Como ves, todo tiene sus pros y contras pero estos son algunos de los escenarios que creo que se pueden dar y en los que nos deberemos mover a la hora de tomar decisiones y riesgos en la vida, decisiones que nos lleven a ir creciendo en lo personal.

Algunos riesgos a intentar una vez en la vida

Todos ellos te van a hacer crecer como persona y te van a ayudar a desarrollar las herramientas adecuadas para luego enfrentarte a ellos de nuevo sintiéndote más preparada.

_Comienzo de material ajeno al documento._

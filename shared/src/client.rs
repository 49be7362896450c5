//! Client-related types shared between server and client
//!
//! Request/response DTOs used by site-server handlers and site-client.

use serde::{Deserialize, Serialize};

// =============================================================================
// Auth API DTOs
// =============================================================================

/// Login request
#[derive(Debug, Clone, Serialize, Deserialize)]
pub struct LoginRequest {
    pub username: String,
    pub password: String,
}

/// Login response data
#[derive(Debug, Clone, Serialize, Deserialize)]
pub struct LoginResponse {
    pub token: String,
    /// Token lifetime in seconds
    pub expires_in: i64,
    pub username: String,
}

// =============================================================================
// Upload API DTOs
// =============================================================================

/// Upload response data
///
/// `path` is the storage-relative reference (`/uploads/<file>`) to put into
/// an image field of the settings document.
#[derive(Debug, Clone, PartialEq, Eq, Serialize, Deserialize)]
pub struct UploadResponse {
    pub file_id: String,
    pub filename: String,
    pub original_name: String,
    pub size: usize,
    pub format: String,
    pub path: String,
}

// =============================================================================
// Health
// =============================================================================

/// Health check response
#[derive(Debug, Clone, Serialize, Deserialize)]
pub struct HealthResponse {
    pub status: String,
    pub version: String,
}
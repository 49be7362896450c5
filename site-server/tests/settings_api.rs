//! HTTP API tests for the settings endpoints
//!
//! Drives the full router (auth middleware included) in-process.

use std::sync::Arc;

use axum::Router;
use axum::body::{Body, to_bytes};
use http::{Method, Request, StatusCode, header};
use serde_json::{Value, json};
use tower::ServiceExt;

use site_server::auth::password::hash_password;
use site_server::auth::{JwtConfig, JwtService};
use site_server::utils::validation::MAX_DATA_URI_LEN;
use site_server::{Config, ServerState, SettingsStore, build_router};

const ADMIN_PASSWORD: &str = "correct horse battery staple";

struct TestServer {
    app: Router,
    _work_dir: tempfile::TempDir,
}

fn setup() -> TestServer {
    let work_dir = tempfile::tempdir().unwrap();

    let mut config = Config::with_overrides(work_dir.path().to_string_lossy(), 0);
    config.jwt = JwtConfig::with_secret("integration-test-secret-at-least-32-chars");
    config.admin.username = "admin".to_string();
    config.admin.password_hash = Some(hash_password(ADMIN_PASSWORD).unwrap());
    config.max_upload_bytes = 1024 * 1024;

    let jwt = Arc::new(JwtService::with_config(config.jwt.clone()));
    let state = ServerState::new(config, SettingsStore::open_in_memory().unwrap(), jwt);

    TestServer {
        app: build_router(state),
        _work_dir: work_dir,
    }
}

async fn send(app: &Router, request: Request<Body>) -> (StatusCode, Vec<u8>) {
    let response = app.clone().oneshot(request).await.unwrap();
    let status = response.status();
    let body = to_bytes(response.into_body(), usize::MAX).await.unwrap();
    (status, body.to_vec())
}

async fn send_json(app: &Router, request: Request<Body>) -> (StatusCode, Value) {
    let (status, body) = send(app, request).await;
    let value = if body.is_empty() {
        Value::Null
    } else {
        serde_json::from_slice(&body).unwrap()
    };
    (status, value)
}

fn json_request(method: Method, uri: &str, token: Option<&str>, body: &Value) -> Request<Body> {
    let mut builder = Request::builder()
        .method(method)
        .uri(uri)
        .header(header::CONTENT_TYPE, "application/json");
    if let Some(token) = token {
        builder = builder.header(header::AUTHORIZATION, format!("Bearer {}", token));
    }
    builder.body(Body::from(body.to_string())).unwrap()
}

fn get_request(uri: &str) -> Request<Body> {
    Request::builder().uri(uri).body(Body::empty()).unwrap()
}

async fn login(app: &Router) -> String {
    let (status, body) = send_json(
        app,
        json_request(
            Method::POST,
            "/api/auth/login",
            None,
            &json!({"username": "admin", "password": ADMIN_PASSWORD}),
        ),
    )
    .await;
    assert_eq!(status, StatusCode::OK);
    body["token"].as_str().unwrap().to_string()
}

#[tokio::test]
async fn test_health_is_public() {
    let server = setup();
    let (status, body) = send_json(&server.app, get_request("/api/health")).await;
    assert_eq!(status, StatusCode::OK);
    assert_eq!(body["status"], "ok");
}

#[tokio::test]
async fn test_get_settings_before_any_write_returns_empty_document() {
    let server = setup();
    let (status, body) = send_json(&server.app, get_request("/api/settings")).await;

    assert_eq!(status, StatusCode::OK);
    assert_eq!(body["logo"], "");
    assert_eq!(body["heroImages"]["home"], "");
    assert!(body["contact"]["phone"].is_null());
}

#[tokio::test]
async fn test_put_settings_requires_auth() {
    let server = setup();
    let (status, _) = send_json(
        &server.app,
        json_request(Method::PUT, "/api/settings", None, &json!({})),
    )
    .await;
    assert_eq!(status, StatusCode::UNAUTHORIZED);

    let (status, _) = send_json(
        &server.app,
        json_request(Method::PUT, "/api/settings", Some("garbage"), &json!({})),
    )
    .await;
    assert_eq!(status, StatusCode::UNAUTHORIZED);
}

#[tokio::test]
async fn test_put_then_get_returns_stored_document() {
    let server = setup();
    let token = login(&server.app).await;

    let document = json!({
        "contact": {
            "phone": "+62 811 0000 111",
            "email": {"sales": "sales@example.com"},
            "address": {"city": "Denpasar"}
        },
        "heroImages": {"home": "/uploads/home.jpg"},
        "logo": "https://cdn.example.com/logo.svg",
        "profile": {"name": "Operator", "avatar": "data:image/png;base64,iVBORw0KGgo="}
    });

    let (status, stored) = send_json(
        &server.app,
        json_request(Method::PUT, "/api/settings", Some(&token), &document),
    )
    .await;
    assert_eq!(status, StatusCode::OK);
    assert_eq!(stored["contact"]["phone"], "+62 811 0000 111");

    let (status, fetched) = send_json(&server.app, get_request("/api/settings")).await;
    assert_eq!(status, StatusCode::OK);
    assert_eq!(fetched, stored);
    assert_eq!(fetched["heroImages"]["home"], "/uploads/home.jpg");
    assert_eq!(fetched["heroImages"]["about"], "");
}

#[tokio::test]
async fn test_put_is_whole_document_replace() {
    let server = setup();
    let token = login(&server.app).await;

    send_json(
        &server.app,
        json_request(
            Method::PUT,
            "/api/settings",
            Some(&token),
            &json!({"contact": {"phone": "111"}, "logo": "/uploads/a.png"}),
        ),
    )
    .await;
    send_json(
        &server.app,
        json_request(
            Method::PUT,
            "/api/settings",
            Some(&token),
            &json!({"contact": {"phone": "222"}}),
        ),
    )
    .await;

    let (_, fetched) = send_json(&server.app, get_request("/api/settings")).await;
    assert_eq!(fetched["contact"]["phone"], "222");
    assert_eq!(fetched["logo"], "");
}

#[tokio::test]
async fn test_put_rejects_unrecognized_image_reference() {
    let server = setup();
    let token = login(&server.app).await;

    let (status, body) = send_json(
        &server.app,
        json_request(
            Method::PUT,
            "/api/settings",
            Some(&token),
            &json!({"logo": "images/logo.png"}),
        ),
    )
    .await;
    assert_eq!(status, StatusCode::BAD_REQUEST);
    assert_eq!(body["code"], 4002);
    assert_eq!(body["details"]["field"], "logo");

    // Nothing was stored
    let (_, fetched) = send_json(&server.app, get_request("/api/settings")).await;
    assert_eq!(fetched["logo"], "");
}

#[tokio::test]
async fn test_put_accepts_data_uri_above_default_body_limit() {
    let server = setup();
    let token = login(&server.app).await;

    // Larger than axum's 2 MB default, within the per-field cap
    let prefix = "data:image/png;base64,";
    let logo = format!("{prefix}{}", "A".repeat(MAX_DATA_URI_LEN - prefix.len()));

    let (status, body) = send_json(
        &server.app,
        json_request(Method::PUT, "/api/settings", Some(&token), &json!({"logo": logo})),
    )
    .await;
    assert_eq!(status, StatusCode::OK);
    assert_eq!(body["logo"].as_str().map(str::len), Some(MAX_DATA_URI_LEN));
}

#[tokio::test]
async fn test_put_rejects_oversized_data_uri_with_validation_error() {
    let server = setup();
    let token = login(&server.app).await;

    let logo = format!("data:image/png;base64,{}", "A".repeat(MAX_DATA_URI_LEN));

    let (status, body) = send_json(
        &server.app,
        json_request(Method::PUT, "/api/settings", Some(&token), &json!({"logo": logo})),
    )
    .await;
    assert_eq!(status, StatusCode::BAD_REQUEST);
    assert_eq!(body["code"], 4002);
    assert_eq!(body["details"]["field"], "logo");
}

#[tokio::test]
async fn test_login_with_wrong_password_fails() {
    let server = setup();
    let (status, body) = send_json(
        &server.app,
        json_request(
            Method::POST,
            "/api/auth/login",
            None,
            &json!({"username": "admin", "password": "wrong"}),
        ),
    )
    .await;
    assert_eq!(status, StatusCode::UNAUTHORIZED);
    assert_eq!(body["code"], 1002);
}

fn png_bytes() -> Vec<u8> {
    let img = image::RgbImage::new(3, 3);
    let mut buf = std::io::Cursor::new(Vec::new());
    img.write_to(&mut buf, image::ImageFormat::Png).unwrap();
    buf.into_inner()
}

fn multipart_request(token: &str, filename: &str, data: &[u8]) -> Request<Body> {
    let boundary = "----site-test-boundary";
    let mut body = Vec::new();
    body.extend_from_slice(format!("--{boundary}\r\n").as_bytes());
    body.extend_from_slice(
        format!(
            "Content-Disposition: form-data; name=\"file\"; filename=\"{filename}\"\r\n\
             Content-Type: application/octet-stream\r\n\r\n"
        )
        .as_bytes(),
    );
    body.extend_from_slice(data);
    body.extend_from_slice(format!("\r\n--{boundary}--\r\n").as_bytes());

    Request::builder()
        .method(Method::POST)
        .uri("/api/uploads")
        .header(
            header::CONTENT_TYPE,
            format!("multipart/form-data; boundary={boundary}"),
        )
        .header(header::AUTHORIZATION, format!("Bearer {}", token))
        .body(Body::from(body))
        .unwrap()
}

#[tokio::test]
async fn test_upload_then_serve() {
    let server = setup();
    let token = login(&server.app).await;
    let png = png_bytes();

    let (status, first) =
        send_json(&server.app, multipart_request(&token, "Logo.PNG", &png)).await;
    assert_eq!(status, StatusCode::OK);
    let path = first["path"].as_str().unwrap().to_string();
    assert!(path.starts_with("/uploads/"));
    assert!(path.ends_with(".png"));

    // Same content, same reference
    let (_, second) = send_json(&server.app, multipart_request(&token, "copy.png", &png)).await;
    assert_eq!(second["path"], first["path"]);

    let response = server.app.clone().oneshot(get_request(&path)).await.unwrap();
    assert_eq!(response.status(), StatusCode::OK);
    assert_eq!(response.headers()[header::CONTENT_TYPE], "image/png");
    let served = to_bytes(response.into_body(), usize::MAX).await.unwrap();
    assert_eq!(served.as_ref(), png.as_slice());
}

#[tokio::test]
async fn test_upload_rejects_bad_input() {
    let server = setup();
    let token = login(&server.app).await;

    let (status, body) =
        send_json(&server.app, multipart_request(&token, "a.gif", &png_bytes())).await;
    assert_eq!(status, StatusCode::UNSUPPORTED_MEDIA_TYPE);
    assert_eq!(body["code"], 5002);

    let (status, body) =
        send_json(&server.app, multipart_request(&token, "a.png", b"plain text")).await;
    assert_eq!(status, StatusCode::BAD_REQUEST);
    assert_eq!(body["code"], 5003);

    let (status, _) = send(&server.app, get_request("/uploads/missing.png")).await;
    assert_eq!(status, StatusCode::NOT_FOUND);
}

#[tokio::test]
async fn test_upload_requires_auth() {
    let server = setup();
    let request = Request::builder()
        .method(Method::POST)
        .uri("/api/uploads")
        .body(Body::empty())
        .unwrap();
    let (status, _) = send(&server.app, request).await;
    assert_eq!(status, StatusCode::UNAUTHORIZED);
}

Y, una vez que hayas probado, siempre tienes la opción de volver y entrenarlos para mejorar cada día un poco más.

  • juicio
  • rechazo
  • fracaso
  • cometer un error
  • perder para ganar
  • ser vulnerable
  • admitir que no sabes algo
  • creer que no eres suficientemente bueno para hacer algo, pero hacerlo
  • jugártelo todo a una carta

Y, sí…probar el café con huevo no es nada demasiado arriesgado, pero si alguna vez vas a Vietnam, te animo a que no te vayas de allí sin probarlo. Vietnam, aunque poca gente lo sepa, es el segundo país que más café exporta a nivel mundial y su café de huevo es una de sus recetas estrella. Así que piensa que exponerte a pequeños retos, a pequeñas decisiones que conllevan hacer algo que habitualmente no haces (por mínimo que sea) te va a ir dando puntos extra para poder trabajar tu confianza a la hora de enfrentarte a decisiones más importantes. Tomar decisiones y riesgos también es “entrenable”.